Brick’s APIs have been deployed by personal financial management, cloud accounting, lending, wealth management and neobank apps, and Tan told TechCrunch it also sees use cases in verticals like savings, stock trading and financial planning.

Tan said he began thinking of launching Brick while working at high-growth fintech startups in Southeast Asia, including Aspire, and encountering a lack of infrastructure that slowed product development.

“Without unified APIs like those provided by Brick, fintech developers have to spend months figuring out commercials, navigating differing tech standards and navigating differing data standards, before they are able to launch their app,” Tan said.

A diagram showing Brick's financial API offerings

A diagram showing Brick’s financial API offerings. Image Credits: Brick

Brick and other fintechs have benefited from strong support from Indonesian regulators. For example, Bank Indonesia published open banking API standards in 2020.

Tan said the standards “represents concrete government recognition of open banking principles, including consumer ownership of data and the necessity of their consent to transfer and use that data (which Tan describes as “a core principle that all our products adhere to”) and establishing a common language for banks and fintechs that enables the adoption of embedded finance. It also laid out implementation timelines for open APIs, beginning with payment initiation APIs in 2021, which Brick will launch later this year.

Brick works closely with Bank Indonesia and Indonesia’s Financial Services Authority and is participating in Bank Rakyat Indonesia’s Sembrani Wira accelerator program.

The most obvious comparison for Brick is to Plaid, the financial API provider that helped enable the adoption of open banking and open finance in the United States, Canada and European countries.
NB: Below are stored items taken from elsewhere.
//! Session & Admin API
//! Mission: Login, claims echo, and back-office account management

use axum::{
    extract::{Path, Request, State},
    http::StatusCode,
    response::{IntoResponse, Response},
    Json,
};
use serde_json::json;
use std::sync::Arc;
use tracing::{error, info, warn};
use uuid::Uuid;

use crate::auth::jwt::TokenService;
use crate::auth::middleware::extract_current_user;
use crate::auth::models::{CreateUserRequest, LoginRequest, LoginResponse, MeResponse, UserResponse};
use crate::auth::user_store::{is_unique_violation, UserStore};

const MIN_PASSWORD_LEN: usize = 8;

#[derive(Clone)]
pub struct AuthState {
    pub user_store: Arc<UserStore>,
    pub tokens: Arc<TokenService>,
}

impl AuthState {
    pub fn new(user_store: Arc<UserStore>, tokens: Arc<TokenService>) -> Self {
        Self { user_store, tokens }
    }
}

#[derive(Debug)]
pub enum AuthApiError {
    InvalidCredentials,
    Unauthorized,
    WeakPassword,
    EmailTaken,
    InvalidUserId,
    UserNotFound,
    CannotDeleteSelf,
    InternalError,
}

impl IntoResponse for AuthApiError {
    fn into_response(self) -> Response {
        let (status, error, message) = match self {
            AuthApiError::InvalidCredentials => (
                StatusCode::UNAUTHORIZED,
                "invalid_credentials",
                "Invalid email or password",
            ),
            AuthApiError::Unauthorized => (
                StatusCode::UNAUTHORIZED,
                "unauthorized",
                "Authentication required",
            ),
            AuthApiError::WeakPassword => (
                StatusCode::BAD_REQUEST,
                "weak_password",
                "Password must be at least 8 characters",
            ),
            AuthApiError::EmailTaken => (
                StatusCode::CONFLICT,
                "email_taken",
                "An account with this email already exists",
            ),
            AuthApiError::InvalidUserId => (
                StatusCode::BAD_REQUEST,
                "invalid_user_id",
                "User id must be a UUID",
            ),
            AuthApiError::UserNotFound => (
                StatusCode::NOT_FOUND,
                "user_not_found",
                "No account with this id",
            ),
            AuthApiError::CannotDeleteSelf => (
                StatusCode::BAD_REQUEST,
                "cannot_delete_self",
                "Refusing to delete the currently authenticated account",
            ),
            AuthApiError::InternalError => (
                StatusCode::INTERNAL_SERVER_ERROR,
                "internal_error",
                "Internal server error",
            ),
        };

        (
            status,
            Json(json!({
                "error": error,
                "message": message,
            })),
        )
            .into_response()
    }
}

/// POST /api/auth/login
pub async fn login(
    State(state): State<AuthState>,
    Json(request): Json<LoginRequest>,
) -> Result<Json<LoginResponse>, AuthApiError> {
    info!("🔐 Login attempt: {}", request.email);

    let valid = state
        .user_store
        .verify_password(&request.email, &request.password)
        .map_err(|e| {
            error!("Password verification failed: {}", e);
            AuthApiError::InternalError
        })?;

    if !valid {
        warn!("❌ Failed login for: {}", request.email);
        return Err(AuthApiError::InvalidCredentials);
    }

    let user = state
        .user_store
        .get_user_by_email(&request.email)
        .map_err(|e| {
            error!("User lookup failed: {}", e);
            AuthApiError::InternalError
        })?
        .ok_or(AuthApiError::InvalidCredentials)?;

    let (token, expires_in) = state.tokens.issue(&user).map_err(|e| {
        error!("Token issuance failed: {}", e);
        AuthApiError::InternalError
    })?;

    info!("✅ Login: {} ({})", user.email, user.user_type.as_str());

    Ok(Json(LoginResponse {
        token,
        expires_in,
        user: UserResponse::from_user(&user),
    }))
}

/// GET /api/auth/me
///
/// Echoes the verified claims already attached by the auth middleware.
/// No store lookup: the token is the source of truth for this endpoint.
pub async fn get_current_user(req: Request) -> Result<Json<MeResponse>, AuthApiError> {
    let user = extract_current_user(&req).ok_or(AuthApiError::Unauthorized)?;

    Ok(Json(MeResponse {
        id: user.id.clone(),
        email: user.email.clone(),
        user_type: user.user_type.clone(),
    }))
}

/// GET /api/admin/users
///
/// Role enforcement happens in the route layer, not here.
pub async fn list_users(
    State(state): State<AuthState>,
) -> Result<Json<Vec<UserResponse>>, AuthApiError> {
    let users = state.user_store.list_users().map_err(|e| {
        error!("User listing failed: {}", e);
        AuthApiError::InternalError
    })?;

    Ok(Json(users.iter().map(UserResponse::from_user).collect()))
}

/// POST /api/admin/users
pub async fn create_user(
    State(state): State<AuthState>,
    Json(request): Json<CreateUserRequest>,
) -> Result<(StatusCode, Json<UserResponse>), AuthApiError> {
    if request.password.len() < MIN_PASSWORD_LEN {
        return Err(AuthApiError::WeakPassword);
    }

    let taken = state
        .user_store
        .get_user_by_email(&request.email)
        .map_err(|e| {
            error!("User lookup failed: {}", e);
            AuthApiError::InternalError
        })?
        .is_some();
    if taken {
        warn!("Refused duplicate account: {}", request.email);
        return Err(AuthApiError::EmailTaken);
    }

    let user = state
        .user_store
        .create_user(
            &request.email,
            &request.name,
            &request.password,
            request.user_type,
        )
        .map_err(|e| {
            // Racing creates can both pass the pre-check; the UNIQUE
            // constraint decides, and its refusal is still a 409.
            if is_unique_violation(&e) {
                warn!("Refused duplicate account: {}", request.email);
                AuthApiError::EmailTaken
            } else {
                error!("User creation failed: {}", e);
                AuthApiError::InternalError
            }
        })?;

    Ok((StatusCode::CREATED, Json(UserResponse::from_user(&user))))
}

/// DELETE /api/admin/users/:id
pub async fn delete_user(
    State(state): State<AuthState>,
    Path(user_id): Path<String>,
    req: Request,
) -> Result<StatusCode, AuthApiError> {
    let current = extract_current_user(&req).ok_or(AuthApiError::Unauthorized)?;

    let target = Uuid::parse_str(&user_id).map_err(|_| AuthApiError::InvalidUserId)?;

    if current.id == target.to_string() {
        return Err(AuthApiError::CannotDeleteSelf);
    }

    // The delete itself reports whether the row existed; a separate
    // lookup would race a concurrent delete of the same account.
    let deleted = state.user_store.delete_user(&target).map_err(|e| {
        error!("User deletion failed: {}", e);
        AuthApiError::InternalError
    })?;
    if !deleted {
        return Err(AuthApiError::UserNotFound);
    }

    Ok(StatusCode::NO_CONTENT)
}

#[cfg(test)]
mod tests {
    use super::*;

    #[test]
    fn test_api_error_status_codes() {
        let cases = [
            (AuthApiError::InvalidCredentials, StatusCode::UNAUTHORIZED),
            (AuthApiError::Unauthorized, StatusCode::UNAUTHORIZED),
            (AuthApiError::WeakPassword, StatusCode::BAD_REQUEST),
            (AuthApiError::EmailTaken, StatusCode::CONFLICT),
            (AuthApiError::InvalidUserId, StatusCode::BAD_REQUEST),
            (AuthApiError::UserNotFound, StatusCode::NOT_FOUND),
            (AuthApiError::CannotDeleteSelf, StatusCode::BAD_REQUEST),
            (
                AuthApiError::InternalError,
                StatusCode::INTERNAL_SERVER_ERROR,
            ),
        ];

        for (err, expected) in cases {
            assert_eq!(err.into_response().status(), expected);
        }
    }
}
A key difference, however, is that Plaid serves markets where the majority of people have a bank account.

On the other hand, “in Southeast Asia, only 25% of adults regularly use a bank account,” Tan said. “For the 75% unbanked and underbanked adults, their data resides in alternative financial data sources.” To tap into that market, Brick is building APIs for alternative financial data sources, like mobile wallets, telcos, utility providers, e-commerce platforms, social security and tax offices.

The company is currently focused on product launches in Indonesia, and plans to start expanding into other high-growth fintech markets, including Singapore, the Philippines and Vietnam, later this year.